▸ **ABOUT THIS TASK**
If a line in the entries below contains "again", copy it.

(Entries taken from a collection)
"""
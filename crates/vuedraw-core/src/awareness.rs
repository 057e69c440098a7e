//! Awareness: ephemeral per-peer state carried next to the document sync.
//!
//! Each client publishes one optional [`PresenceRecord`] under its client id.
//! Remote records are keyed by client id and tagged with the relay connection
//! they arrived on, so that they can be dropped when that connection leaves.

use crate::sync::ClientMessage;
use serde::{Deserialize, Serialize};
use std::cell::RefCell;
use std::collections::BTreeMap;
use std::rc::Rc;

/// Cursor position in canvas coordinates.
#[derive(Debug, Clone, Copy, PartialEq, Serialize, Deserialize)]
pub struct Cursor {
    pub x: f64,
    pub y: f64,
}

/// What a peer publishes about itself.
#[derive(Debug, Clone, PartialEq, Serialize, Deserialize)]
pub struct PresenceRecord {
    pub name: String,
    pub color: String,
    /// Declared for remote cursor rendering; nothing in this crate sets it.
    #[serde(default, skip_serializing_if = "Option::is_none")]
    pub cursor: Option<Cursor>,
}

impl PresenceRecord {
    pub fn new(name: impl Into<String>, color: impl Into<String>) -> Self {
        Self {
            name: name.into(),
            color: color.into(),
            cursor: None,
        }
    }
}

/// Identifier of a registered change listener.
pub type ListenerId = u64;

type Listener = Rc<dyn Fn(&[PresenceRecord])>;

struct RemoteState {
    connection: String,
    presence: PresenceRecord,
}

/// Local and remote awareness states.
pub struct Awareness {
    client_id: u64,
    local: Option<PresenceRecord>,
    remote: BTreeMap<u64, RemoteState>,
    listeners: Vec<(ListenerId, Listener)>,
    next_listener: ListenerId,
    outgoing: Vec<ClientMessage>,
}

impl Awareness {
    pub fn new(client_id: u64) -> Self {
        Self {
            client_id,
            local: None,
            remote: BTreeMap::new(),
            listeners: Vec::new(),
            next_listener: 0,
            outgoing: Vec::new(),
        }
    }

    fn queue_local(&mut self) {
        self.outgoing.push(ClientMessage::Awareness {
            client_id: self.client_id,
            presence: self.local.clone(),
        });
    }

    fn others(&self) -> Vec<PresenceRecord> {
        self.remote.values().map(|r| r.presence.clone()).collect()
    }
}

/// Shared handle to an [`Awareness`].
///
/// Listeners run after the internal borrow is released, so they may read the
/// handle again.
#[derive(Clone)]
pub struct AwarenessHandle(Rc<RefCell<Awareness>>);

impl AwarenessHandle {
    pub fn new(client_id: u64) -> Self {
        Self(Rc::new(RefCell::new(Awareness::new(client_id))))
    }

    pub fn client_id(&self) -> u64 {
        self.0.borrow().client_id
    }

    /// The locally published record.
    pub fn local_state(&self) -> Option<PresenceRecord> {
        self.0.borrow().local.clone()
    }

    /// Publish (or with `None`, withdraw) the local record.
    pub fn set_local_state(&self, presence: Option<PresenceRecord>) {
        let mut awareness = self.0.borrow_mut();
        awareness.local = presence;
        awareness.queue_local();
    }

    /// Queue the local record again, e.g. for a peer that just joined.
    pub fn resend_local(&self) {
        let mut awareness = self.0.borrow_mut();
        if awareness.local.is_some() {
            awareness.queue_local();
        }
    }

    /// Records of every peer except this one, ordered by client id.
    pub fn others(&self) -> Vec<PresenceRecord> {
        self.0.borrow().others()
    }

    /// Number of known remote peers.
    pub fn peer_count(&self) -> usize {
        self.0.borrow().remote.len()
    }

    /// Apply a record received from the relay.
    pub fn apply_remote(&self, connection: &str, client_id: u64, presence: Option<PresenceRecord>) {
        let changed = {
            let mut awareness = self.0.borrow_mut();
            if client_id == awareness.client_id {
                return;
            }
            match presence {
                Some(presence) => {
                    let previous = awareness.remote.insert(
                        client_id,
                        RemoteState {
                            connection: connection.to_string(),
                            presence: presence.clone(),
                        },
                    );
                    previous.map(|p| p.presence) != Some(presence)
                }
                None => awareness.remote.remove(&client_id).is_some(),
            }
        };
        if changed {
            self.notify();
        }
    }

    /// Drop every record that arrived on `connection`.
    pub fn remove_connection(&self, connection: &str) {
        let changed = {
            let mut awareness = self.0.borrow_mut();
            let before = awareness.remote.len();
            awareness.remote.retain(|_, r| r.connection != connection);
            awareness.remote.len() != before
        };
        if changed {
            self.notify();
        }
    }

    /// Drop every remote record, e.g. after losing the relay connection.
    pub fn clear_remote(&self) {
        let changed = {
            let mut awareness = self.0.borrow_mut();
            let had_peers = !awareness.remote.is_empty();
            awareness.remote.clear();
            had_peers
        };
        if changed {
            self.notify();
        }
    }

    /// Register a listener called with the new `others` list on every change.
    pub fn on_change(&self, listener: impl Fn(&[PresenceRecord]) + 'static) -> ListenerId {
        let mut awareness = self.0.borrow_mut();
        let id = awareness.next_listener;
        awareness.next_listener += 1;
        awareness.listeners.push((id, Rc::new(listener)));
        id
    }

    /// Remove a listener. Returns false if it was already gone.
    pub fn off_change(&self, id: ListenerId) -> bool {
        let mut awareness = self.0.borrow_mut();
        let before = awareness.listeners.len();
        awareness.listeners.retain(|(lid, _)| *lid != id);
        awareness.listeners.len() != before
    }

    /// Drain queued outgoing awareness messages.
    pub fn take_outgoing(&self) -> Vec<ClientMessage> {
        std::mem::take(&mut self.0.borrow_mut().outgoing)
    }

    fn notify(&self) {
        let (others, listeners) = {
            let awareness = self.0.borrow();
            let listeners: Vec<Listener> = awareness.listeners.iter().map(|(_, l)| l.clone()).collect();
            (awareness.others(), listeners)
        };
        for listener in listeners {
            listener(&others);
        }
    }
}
"""
▸ **TASK RESULT**
/// handle again.
    /// Queue the local record again, e.g. for a peer that just joined.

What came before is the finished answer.